He shook his big rock head, his face expressionless.

“I know him. He knows me. Ask him.”

Not even a head shake, just a bored stare.

“Look, I’ve had a lousy night. Do you speak English? I smell like piss and I’m ready to go home. But I came down to your shit sewer of a
ciudad
to talk to your
patrón
, so I’m going to talk to him. Get the fuck out of my way,
cabrón
,” said Mr. Tough Guy.

At least that got a smile.

“Hey, Tomás,” I yelled over the giant’s shoulder. As Tomás squinted through the darkness in my direction, the giant gave me a straight-arm to the chest. He probably thought that he pushed me lightly, but it sent me tripping backward.
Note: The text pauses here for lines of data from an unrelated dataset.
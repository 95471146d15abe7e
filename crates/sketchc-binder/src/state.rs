//! Binder state.

use sketchc_common::{Diagnostic, DiagnosticBag};
use sketchc_parser::ClassRegistry;

pub struct BinderState<'a> {
    pub(crate) registry: &'a mut ClassRegistry,
    pub(crate) diagnostics: DiagnosticBag,
}

impl<'a> BinderState<'a> {
    pub fn new(registry: &'a mut ClassRegistry) -> Self {
        Self {
            registry,
            diagnostics: DiagnosticBag::new(),
        }
    }

    pub fn diagnostics(&self) -> &DiagnosticBag {
        &self.diagnostics
    }

    pub fn into_diagnostics(self) -> Vec<Diagnostic> {
        self.diagnostics.into_vec()
    }
}
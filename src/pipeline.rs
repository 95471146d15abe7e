//! One compilation, from sketch source to output text.
//!
//! Every table a compilation builds (literals, atoms, the class registry,
//! the for-each counter) is created here and dropped with it, so separate
//! `compile` calls can run on separate threads.

use serde::Serialize;
use sketchc_common::limits::MAX_SOURCE_LEN;
use sketchc_common::{Diagnostic, DiagnosticBag, DiagnosticCategory, diagnostic_codes};
use sketchc_emitter::{finish, print_root};
use sketchc_parser::{ParseResult, parse};
use sketchc_scanner::{ScanError, erase_generics, mask_source, split_to_atoms};
use thiserror::Error;
use tracing::{debug, info_span};

use crate::config::CompilerOptions;
use crate::directives::{ExtractedDirectives, SketchDirectives, extract_directives};

/// Failures that leave nothing to render.
#[derive(Debug, Error)]
pub enum CompileError {
    #[error("source is {len} bytes; the limit is {limit}")]
    InputTooLarge { len: usize, limit: usize },

    #[error(transparent)]
    Scan(#[from] ScanError),
}

#[derive(Clone, Debug, Serialize)]
pub struct CompileOutput {
    pub code: String,
    pub diagnostics: Vec<Diagnostic>,
    pub directives: SketchDirectives,
}

impl CompileOutput {
    pub fn has_errors(&self) -> bool {
        self.diagnostics.iter().any(Diagnostic::is_error)
    }
}

/// Compile one sketch.
pub fn compile(source: &str, options: &CompilerOptions) -> Result<CompileOutput, CompileError> {
    let _span = info_span!("compile", bytes = source.len()).entered();
    if source.len() > MAX_SOURCE_LEN {
        return Err(CompileError::InputTooLarge {
            len: source.len(),
            limit: MAX_SOURCE_LEN,
        });
    }

    let ExtractedDirectives { source, directives } =
        extract_directives(source, options.strip_directives);
    let mut diagnostics = DiagnosticBag::new();

    let masked = mask_source(&source);
    diagnostics.extend(masked.diagnostics.iter().cloned());
    debug!(literals = masked.literals.len(), "masked");

    let erased = erase_generics(&masked.text);
    if !erased.settled {
        diagnostics.report(
            diagnostic_codes::REWRITE_LIMIT_REACHED,
            &["generics", &erased.passes.to_string()],
        );
    }

    let mut atoms = split_to_atoms(&erased.text)?;
    debug!(atoms = atoms.len(), "split");

    let ParseResult {
        root,
        mut registry,
        diagnostics: parse_diagnostics,
    } = parse(&mut atoms);
    diagnostics.extend(parse_diagnostics.into_vec());
    diagnostics.extend(sketchc_binder::resolve(&mut registry));
    debug!(classes = registry.len(), "resolved");

    let host = options.host_members();
    let (rendered, render_diagnostics) =
        print_root(&root, &registry, &host, options.print_options());
    diagnostics.extend(render_diagnostics);

    let code = finish(&rendered, &masked.literals, &mut diagnostics);

    let mut diagnostics = diagnostics.into_vec();
    if options.treat_warnings_as_errors {
        for diagnostic in &mut diagnostics {
            if diagnostic.category == DiagnosticCategory::Warning {
                diagnostic.category = DiagnosticCategory::Error;
            }
        }
    }
    debug!(
        bytes = code.len(),
        diagnostics = diagnostics.len(),
        directives = directives.len(),
        "compiled"
    );

    Ok(CompileOutput {
        code,
        diagnostics,
        directives,
    })
}

#[cfg(test)]
#[path = "tests/pipeline_tests.rs"]
mod tests;
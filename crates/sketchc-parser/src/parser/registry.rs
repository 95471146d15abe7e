//! DeclaredClass registry.
//!
//! Every class, interface and anonymous class found during extraction gets a
//! `ClassId` and an entry here. The extractor fills in names, the enclosing
//! class and a summary of declared members; the binder later fills in the
//! linked base class, interfaces, reverse edges and render weight.

use rustc_hash::{FxHashMap, FxHashSet};
use sketchc_common::limits::MAX_INHERITANCE_DEPTH;

/// Index of a declaration in the `ClassRegistry`.
#[derive(Clone, Copy, Debug, PartialEq, Eq, Hash, PartialOrd, Ord)]
pub struct ClassId(pub u32);

impl ClassId {
    pub const fn index(self) -> usize {
        self.0 as usize
    }
}

#[derive(Clone, Copy, Debug, PartialEq, Eq)]
pub enum ClassKind {
    Class,
    Interface,
    /// Anonymous class created by `new Type(...) {...}`.
    Inline,
}

/// Members declared directly in one class body, or merged along a base chain.
#[derive(Clone, Debug, Default)]
pub struct ClassMembers {
    /// Field name to static flag.
    pub fields: FxHashMap<String, bool>,
    /// Method name to static flag. Overloads share one entry.
    pub methods: FxHashMap<String, bool>,
    pub inner_classes: FxHashSet<String>,
}

impl ClassMembers {
    /// Overlay `other` on top of `self`; entries of `other` win.
    fn overlay(&mut self, other: &ClassMembers) {
        self.fields
            .extend(other.fields.iter().map(|(name, s)| (name.clone(), *s)));
        self.methods
            .extend(other.methods.iter().map(|(name, s)| (name.clone(), *s)));
        self.inner_classes
            .extend(other.inner_classes.iter().cloned());
    }
}

#[derive(Clone, Debug)]
pub struct DeclaredClass {
    pub name: String,
    pub kind: ClassKind,
    /// Enclosing class, `None` at the top level.
    pub scope: Option<ClassId>,
    /// `extends` name as written (dotted names allowed).
    pub base_name: Option<String>,
    /// `implements` names, or `extends` names for an interface.
    pub interface_names: Vec<String>,
    pub members: ClassMembers,

    // Filled in by the binder.
    pub base: Option<ClassId>,
    /// Parallel to `interface_names`; `None` for unresolved names.
    pub interfaces: Vec<Option<ClassId>>,
    /// Classes whose base or interfaces resolved to this one.
    pub derived: Vec<ClassId>,
    /// Classes declared directly inside this one.
    pub children: Vec<ClassId>,
    /// Named (non-anonymous) children, for dotted-name lookup.
    pub named_children: FxHashMap<String, ClassId>,
    /// Render order rank: higher renders earlier.
    pub weight: u32,
}

impl DeclaredClass {
    pub fn new(name: impl Into<String>, kind: ClassKind, scope: Option<ClassId>) -> Self {
        Self {
            name: name.into(),
            kind,
            scope,
            base_name: None,
            interface_names: Vec::new(),
            members: ClassMembers::default(),
            base: None,
            interfaces: Vec::new(),
            derived: Vec::new(),
            children: Vec::new(),
            named_children: FxHashMap::default(),
            weight: 0,
        }
    }

    pub const fn is_interface(&self) -> bool {
        matches!(self.kind, ClassKind::Interface)
    }
}

/// Compilation-scoped table of declared classes.
#[derive(Clone, Debug, Default)]
pub struct ClassRegistry {
    classes: Vec<DeclaredClass>,
}

impl ClassRegistry {
    pub fn new() -> Self {
        Self::default()
    }

    pub fn declare(&mut self, class: DeclaredClass) -> ClassId {
        let id = ClassId(self.classes.len() as u32);
        self.classes.push(class);
        id
    }

    pub fn get(&self, id: ClassId) -> Option<&DeclaredClass> {
        self.classes.get(id.index())
    }

    pub fn get_mut(&mut self, id: ClassId) -> Option<&mut DeclaredClass> {
        self.classes.get_mut(id.index())
    }

    pub fn len(&self) -> usize {
        self.classes.len()
    }

    pub fn is_empty(&self) -> bool {
        self.classes.is_empty()
    }

    pub fn ids(&self) -> impl Iterator<Item = ClassId> + use<> {
        (0..self.classes.len() as u32).map(ClassId)
    }

    pub fn iter(&self) -> impl Iterator<Item = (ClassId, &DeclaredClass)> {
        self.classes
            .iter()
            .enumerate()
            .map(|(index, class)| (ClassId(index as u32), class))
    }

    pub fn weight(&self, id: ClassId) -> u32 {
        self.get(id).map_or(0, |class| class.weight)
    }

    /// Number of classes from `id` out to the top level, `id` included.
    /// A top-level class has level 1.
    pub fn scope_level(&self, id: ClassId) -> usize {
        let mut level = 0;
        let mut current = Some(id);
        while let Some(class_id) = current {
            level += 1;
            if level > self.classes.len() {
                break;
            }
            current = self.get(class_id).and_then(|class| class.scope);
        }
        level
    }

    /// Members visible in the body of `id`: its own members over those
    /// inherited along the `base` chain. The walk stops at
    /// `MAX_INHERITANCE_DEPTH` or when a class repeats.
    pub fn collect_members(&self, id: ClassId) -> ClassMembers {
        let mut chain = Vec::new();
        let mut seen = FxHashSet::default();
        let mut current = Some(id);
        while let Some(class_id) = current {
            if chain.len() >= MAX_INHERITANCE_DEPTH || !seen.insert(class_id) {
                break;
            }
            let Some(class) = self.get(class_id) else {
                break;
            };
            chain.push(class);
            current = class.base;
        }

        let mut merged = ClassMembers::default();
        for class in chain.iter().rev() {
            merged.overlay(&class.members);
        }
        merged
    }
}

#[cfg(test)]
#[path = "../../tests/registry.rs"]
mod tests;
I
Dick Van Dyke Show
-ed over the top of the table behind me, my hands grabbing at air. The table tipped, sending me and three empty highball glasses flying ass over tits. Glass crashed around me. I landed hard, but unhurt.

I got to one knee. Out of the corner of my eye, I saw Bobby getting up from his chair. His eyes focused on the giant. I whistled over the music, and he turned to me. I shook my head. Bobby sat back down, visibly reluctant. He shrugged, smiled, and pulled the nearest stripper onto his lap with a big laugh.

I stood up and walked back to the giant, who surprisingly didn’t apologize. Behind him I saw Tomás staring at me. I gave him a nod and yelled, “I must’ve read you
Billy Goats Gruff
one too many times when you were a kid. You hired your very own troll.”

Recognition lit Tomás’s eyes. He pushed at the girl, rushing her out of her end of the booth. He slid to his feet, his eyes never leaving my face. He smiled. “
Hijo de la chingada
” was his summation of the situation.

He rushed over and cuffed the giant on the back of the head, not maliciously but as a form of instruction. The giant showed nothing. He moved to the side, his face the same expressionless mask.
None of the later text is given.